The overall shape of the new shuttle ensures a flushed
integration of the wings with the body; where body and wings
are seen clearly as separate structural elements, which we
believe, after testing, should make flying the aircraft, by
the flight computers, easier. The under body of the
aircraft, and its integration with the wings, should be
designed to provide additional lift capabilities.
The third generation, of an updated space shuttle, will
house in the bottom level, instead of a cargo section, a
scram-jet in the center, and a jet engine on each side,
or Hotol type engines, plus fuel reservoirs. Other types of
possible engines are pulse detonation engines and pulse-mode
plasma engines, which are yet to be designed.
The second generation shuttle additionally provides
placement, on top of the wings, for rockets which may
be required for the final push into space. The wing shape
should be triangular, as in the raptor. Aileron placement,
whether vertical, slanted, or horizontal, is to be decided,
based on their effectiveness in providing close to airliner
stability, in final approach and landing -- stall speed must
be lower than that of the current version of the shuttle.
Vertical, or slanted ailerons, and tail assembly must not
get in the way of the rocket, or rockets required for last
push into space, or possible cargo bay doors.
A new form of aero-gel, which is strong on all angles, can
be used for the interior paneling of the shuttle; as well
as, for seats and floors. The first generation will use
mostly carbon fiber. The use of plastic is avoided, because
of questions about its long term longevity, and possible
noxious degradation, in space. Areo-gel is used for
electrical conduits to minimize the spreading of possible
electrically caused fires. It is also used for sound
cloaking of the cabin, passenger, and the engine sections.

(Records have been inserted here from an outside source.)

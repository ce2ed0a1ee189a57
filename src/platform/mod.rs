// Hive Platform Message Handler
//
// Per-platform inbound→agent→outbound bridge (§4.H). `handle_inbound` is
// the shared logic every adapter calls; adapters themselves (one per
// messaging SDK) are thin shells outside this crate's core scope (§1) and
// implement `PlatformAdapter` only far enough to plug into the daemon's
// fan-out and status map — grounded on the teacher's `ChannelStatus`/
// `split_message` shared-helper split in `engine/channels/mod.rs`.

pub mod webchat;

use crate::atoms::error::HiveError;
use crate::integrations::IntegrationAuth;
use crate::memory::{self, LongTermMemory};
use crate::orchestrator::{ChatOptions, Orchestrator};
use crate::store::Store;
use async_trait::async_trait;
use futures_util::StreamExt;
use parking_lot::Mutex;
use serde::{Deserialize, Serialize};
use std::collections::HashMap;
use std::sync::Arc;
use std::time::{Duration, Instant};

const RATE_LIMIT_WINDOW: Duration = Duration::from_secs(3);
const HISTORY_STITCH_TURNS: usize = 20;
const NOT_AUTHORIZED_REPLY: &str = "Not authorized. An administrator must approve your request before I can respond.";
const RATE_LIMITED_REPLY: &str = "Rate limited. Please slow down a little.";
const AGENT_NOT_INITIALIZED_REPLY: &str = "daemon running but agent not initialized";

#[derive(Debug, Clone, Copy, PartialEq, Eq, Serialize, Deserialize)]
#[serde(rename_all = "snake_case")]
pub enum ChannelStatus {
    NotConfigured,
    Disabled,
    Starting,
    Running,
    Error,
}

#[derive(Debug, Clone)]
pub struct InboundMessage {
    pub platform: String,
    pub from: String,
    pub text: String,
    pub message_id: String,
    pub timestamp: String,
}

#[derive(Debug, Clone)]
pub struct OutboundMessage {
    pub platform: String,
    pub to: String,
    pub reply_to: String,
    pub text: String,
}

/// One per-platform messaging adapter. Concrete SDK integrations (Telegram,
/// Discord, WhatsApp, ...) implement this outside the core scope; the
/// daemon only needs to start them and read back a status.
#[async_trait]
pub trait PlatformAdapter: Send + Sync {
    fn platform(&self) -> &str;
    async fn start(self: Arc<Self>) -> Result<(), HiveError>;
    fn status(&self) -> ChannelStatus;
}

/// Shared `(platform, from)` rate limiter: at most one allowed message
/// every `RATE_LIMIT_WINDOW`.
#[derive(Default)]
pub struct RateLimiter {
    last_allowed: Mutex<HashMap<(String, String), Instant>>,
}

impl RateLimiter {
    pub fn new() -> Self {
        Self::default()
    }

    /// True if this `(platform, from)` may proceed now; if so, records the
    /// attempt as the new "last allowed" instant.
    pub fn check_and_record(&self, platform: &str, from: &str) -> bool {
        let key = (platform.to_string(), from.to_string());
        let mut map = self.last_allowed.lock();
        let now = Instant::now();
        if let Some(last) = map.get(&key) {
            if now.duration_since(*last) < RATE_LIMIT_WINDOW {
                return false;
            }
        }
        map.insert(key, now);
        true
    }
}

pub struct PlatformContext {
    pub store: Arc<Store>,
    pub provider: Arc<crate::provider::AnyProvider>,
    pub integrations: Arc<IntegrationAuth>,
    pub rate_limiter: Arc<RateLimiter>,
    pub orchestrator: Option<Arc<Orchestrator>>,
    pub long_term_memory: Option<Arc<dyn LongTermMemory>>,
}

/// Handle one inbound platform message end-to-end: auth gate, rate limit,
/// history stitching, orchestrator invocation, transcript persistence, and
/// passive-memory scheduling (§4.H steps 1-7).
pub async fn handle_inbound(ctx: &PlatformContext, inbound: InboundMessage) -> OutboundMessage {
    let reply = |text: String| OutboundMessage {
        platform: inbound.platform.clone(),
        to: inbound.from.clone(),
        reply_to: inbound.message_id.clone(),
        text,
    };

    if !ctx.integrations.is_authorized(&inbound.platform, &inbound.from) {
        let _ = ctx.integrations.upsert_pending(
            &inbound.platform,
            &inbound.from,
            &inbound.timestamp,
            &inbound.text,
        );
        return reply(NOT_AUTHORIZED_REPLY.to_string());
    }

    if !ctx.rate_limiter.check_and_record(&inbound.platform, &inbound.from) {
        return reply(RATE_LIMITED_REPLY.to_string());
    }

    let Some(orchestrator) = ctx.orchestrator.clone() else {
        return reply(AGENT_NOT_INITIALIZED_REPLY.to_string());
    };

    let (existing, mut transcript) = match ctx
        .store
        .get_platform_conversation(&inbound.platform, &inbound.from)
    {
        Ok(Some((row, messages_json))) => {
            let turns: Vec<TranscriptTurn> =
                serde_json::from_str(&messages_json).unwrap_or_default();
            (Some(row), turns)
        }
        _ => (None, Vec::new()),
    };

    transcript.push(TranscriptTurn {
        role: "user".to_string(),
        text: inbound.text.clone(),
    });

    let system_addition = build_history_addition(&transcript);
    let context_system_prompt = match &ctx.long_term_memory {
        Some(ltm) => ltm.build(&inbound.text).await.ok().flatten(),
        None => None,
    };
    let disable_legacy_episode_store = context_system_prompt.is_some();

    let options = ChatOptions {
        conversation_id: existing.as_ref().map(|row| row.conversation_id.clone()),
        system_addition: Some(system_addition),
        context_system_prompt,
        disable_legacy_episode_store,
        ..Default::default()
    };

    let (conversation_id, mut stream, _cancel) = match orchestrator.chat(&inbound.text, options).await {
        Ok(result) => result,
        Err(_) => {
            return reply("Error generating response. Check <home>/daemon.log.".to_string());
        }
    };

    let mut done = false;
    while let Some(event) = stream.next().await {
        match event {
            Ok(crate::orchestrator::ChatEvent::Done { .. }) => {
                done = true;
                break;
            }
            Ok(crate::orchestrator::ChatEvent::Token(_)) => {}
            Err(_) => break,
        }
    }

    if !done {
        return reply("Error generating response. Check <home>/daemon.log.".to_string());
    }

    // The stream only carries raw tokens; `Orchestrator::chat` sanitizes
    // the reply before persisting it, so the canonical text lives in the
    // just-appended message rather than the concatenated token stream.
    let assistant_text = match ctx.store.list_messages(&conversation_id, 1) {
        Ok(messages) => match messages.into_iter().next() {
            Some(msg) => msg.content,
            None => return reply("Error generating response. Check <home>/daemon.log.".to_string()),
        },
        Err(_) => return reply("Error generating response. Check <home>/daemon.log.".to_string()),
    };

    transcript.push(TranscriptTurn {
        role: "assistant".to_string(),
        text: assistant_text.clone(),
    });

    if let Ok(messages_json) = serde_json::to_string(&transcript) {
        let _ = ctx.store.upsert_platform_conversation(
            &inbound.platform,
            &inbound.from,
            &conversation_id,
            &messages_json,
        );
    }

    if let Ok(Some(agent)) = ctx.store.primary_agent() {
        tokio::spawn(memory::run_passive_memory(
            Arc::clone(&ctx.store),
            Arc::clone(&ctx.provider),
            ctx.long_term_memory.clone(),
            agent.id,
            conversation_id.clone(),
            inbound.text.clone(),
            assistant_text.clone(),
        ));
    }

    reply(assistant_text)
}

#[derive(Debug, Clone, Serialize, Deserialize, Default)]
struct TranscriptTurn {
    role: String,
    text: String,
}

/// Build a "Conversation history (most recent last)" system addition from
/// up to the last `HISTORY_STITCH_TURNS` turns.
fn build_history_addition(transcript: &[TranscriptTurn]) -> String {
    let start = transcript.len().saturating_sub(HISTORY_STITCH_TURNS);
    let mut lines = vec!["Conversation history (most recent last):".to_string()];
    for turn in &transcript[start..] {
        lines.push(format!("{}: {}", turn.role, turn.text));
    }
    lines.join("\n")
}

#[cfg(test)]
mod tests {
    use super::*;

    #[test]
    fn rate_limiter_blocks_rapid_repeat_from_same_sender() {
        let limiter = RateLimiter::new();
        assert!(limiter.check_and_record("telegram", "user-1"));
        assert!(!limiter.check_and_record("telegram", "user-1"));
    }

    #[test]
    fn rate_limiter_tracks_per_platform_and_sender_independently() {
        let limiter = RateLimiter::new();
        assert!(limiter.check_and_record("telegram", "user-1"));
        assert!(limiter.check_and_record("discord", "user-1"));
        assert!(limiter.check_and_record("telegram", "user-2"));
    }

    #[test]
    fn build_history_addition_caps_at_twenty_turns() {
        let turns: Vec<TranscriptTurn> = (0..30)
            .map(|i| TranscriptTurn {
                role: "user".to_string(),
                text: format!("turn {i}"),
            })
            .collect();
        let addition = build_history_addition(&turns);
        assert!(addition.contains("turn 29"));
        assert!(!addition.contains("turn 9\n")); // dropped, outside the last 20
    }
}
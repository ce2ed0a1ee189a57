// Hive Store — embedded relational store.
//
// Module layout (one file per entity, mirroring the teacher's
// `engine/sessions/*` split):
//   schema               — migration runner
//   agents               — primary-agent CRUD
//   conversations         — conversation CRUD
//   messages             — append-only message log
//   knowledge            — manual/auto/crystallized facts
//   episodes             — episodic memory
//   tasks                — task queue state machine
//   platform_conversations — per-platform transcript cache
//   meta                 — process-wide key/value store

mod agents;
mod conversations;
mod episodes;
mod knowledge;
mod meta;
mod messages;
mod platform_conversations;
mod schema;
mod tasks;

use crate::atoms::error::{HiveError, HiveResult};
use log::info;
use parking_lot::Mutex;
use rusqlite::Connection;
use std::path::{Path, PathBuf};

/// Thread-safe handle to the embedded store. Cloned cheaply (an `Arc` at the
/// call sites that need to share it across tasks); internally a single
/// connection guarded by a mutex, matching the teacher's `SessionStore`.
pub struct Store {
    conn: Mutex<Connection>,
    path: PathBuf,
}

impl Store {
    /// Open (creating if absent) the store at `path`, apply pragmas, and run
    /// any outstanding migrations. `path`'s parent directory is created if
    /// missing.
    pub fn open(path: impl AsRef<Path>) -> HiveResult<Self> {
        let path = path.as_ref().to_path_buf();
        if let Some(parent) = path.parent() {
            std::fs::create_dir_all(parent).map_err(|e| {
                HiveError::StoreIo(format!("create store directory {parent:?}: {e}"))
            })?;
        }

        info!("[store] opening {path:?}");
        let mut conn = Connection::open(&path)
            .map_err(|e| HiveError::StoreIo(format!("open {path:?}: {e}")))?;

        conn.execute_batch("PRAGMA foreign_keys = ON;")?;
        let journal_mode: String =
            conn.query_row("PRAGMA journal_mode = WAL;", [], |row| row.get(0))?;
        if !journal_mode.eq_ignore_ascii_case("wal") {
            return Err(HiveError::StoreIo(format!(
                "could not enable WAL mode (got {journal_mode})"
            )));
        }
        conn.execute_batch("PRAGMA synchronous = NORMAL;")?;

        schema::run_migrations(&mut conn)?;
        let version = schema::current_version(&conn)?;

        let store = Store {
            conn: Mutex::new(conn),
            path,
        };
        store.set_meta("schema_version", &version.to_string())?;
        Ok(store)
    }

    /// Open an in-memory store — used by tests and anywhere a throwaway
    /// store is needed without touching the filesystem.
    #[cfg(test)]
    pub fn open_in_memory() -> HiveResult<Self> {
        let mut conn = Connection::open_in_memory()?;
        conn.execute_batch("PRAGMA foreign_keys = ON;")?;
        schema::run_migrations(&mut conn)?;
        let version = schema::current_version(&conn)?;
        let store = Store {
            conn: Mutex::new(conn),
            path: PathBuf::from(":memory:"),
        };
        store.set_meta("schema_version", &version.to_string())?;
        Ok(store)
    }

    pub fn path(&self) -> &Path {
        &self.path
    }

    /// Run an integrity check; used at boot to surface `StoreCorrupt` early
    /// rather than failing opaquely on the first query.
    pub fn check_integrity(&self) -> HiveResult<()> {
        let conn = self.conn.lock();
        let result: String = conn.query_row("PRAGMA integrity_check;", [], |row| row.get(0))?;
        if result == "ok" {
            Ok(())
        } else {
            Err(HiveError::StoreCorrupt(result))
        }
    }
}

fn now_iso() -> String {
    chrono::Utc::now().to_rfc3339()
}

fn new_id() -> String {
    uuid::Uuid::new_v4().to_string()
}

#[cfg(test)]
mod tests {
    use super::*;

    #[test]
    fn open_creates_parent_directories() {
        let dir = tempfile::tempdir().unwrap();
        let path = dir.path().join("nested").join("hive.db");
        let store = Store::open(&path).unwrap();
        assert!(path.exists());
        assert_eq!(store.get_meta("schema_version").unwrap().unwrap(), "2");
    }

    #[test]
    fn reopen_preserves_schema_version() {
        let dir = tempfile::tempdir().unwrap();
        let path = dir.path().join("hive.db");
        {
            let store = Store::open(&path).unwrap();
            store.set_meta("custom", "value").unwrap();
        }
        let store = Store::open(&path).unwrap();
        assert_eq!(store.get_meta("custom").unwrap().unwrap(), "value");
    }

    #[test]
    fn integrity_check_passes_on_fresh_store() {
        let store = Store::open_in_memory().unwrap();
        store.check_integrity().unwrap();
    }
}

High-grade ceramic should be used for exterior heat
shielding. The carbon tile heat shield should be kept, as a
middle heat shielding layer; and the last layer should be a
ceramic one, burned into the aluminum/titanium frame. The
frame, itself, is built as a single unit, using meld
welding.
The alternative to using a solid external high-grade ceramic
layer is to use a softer one, which sublimates at high
temperature in a uniform manner. The sublimation must be
uniform, in order to prevent the shuttle from being
destabilized at supersonic and hypersonic speed. Only a tiny
layer should sublimate on each re-entry. After each trip,
the shuttle could be wheeled into a hangar; where robots
could re-apply a new coat of the soft ceramic compound,
while diagnostics are performed, on other systems of the
shuttle. The process should take no more than 72 hours; and
the rest of the week is to address problems that the
diagnostics routines could have uncovered. The harder coat
alternative is a way to keep a shuttle in circulation, as
long as, possible; therefore, a shuttle would have to be
taken out of circulation, for at least a few months, for
refurbishment.
Cargo Train
The idea of cargo train service, probably supplied by a
private company, is to ensure, that an appropriate amount of
cargo always reaches the astronauts; since, we expect that a
substantial number of them may be posted on the moon (100 or
more), five years after the first launch.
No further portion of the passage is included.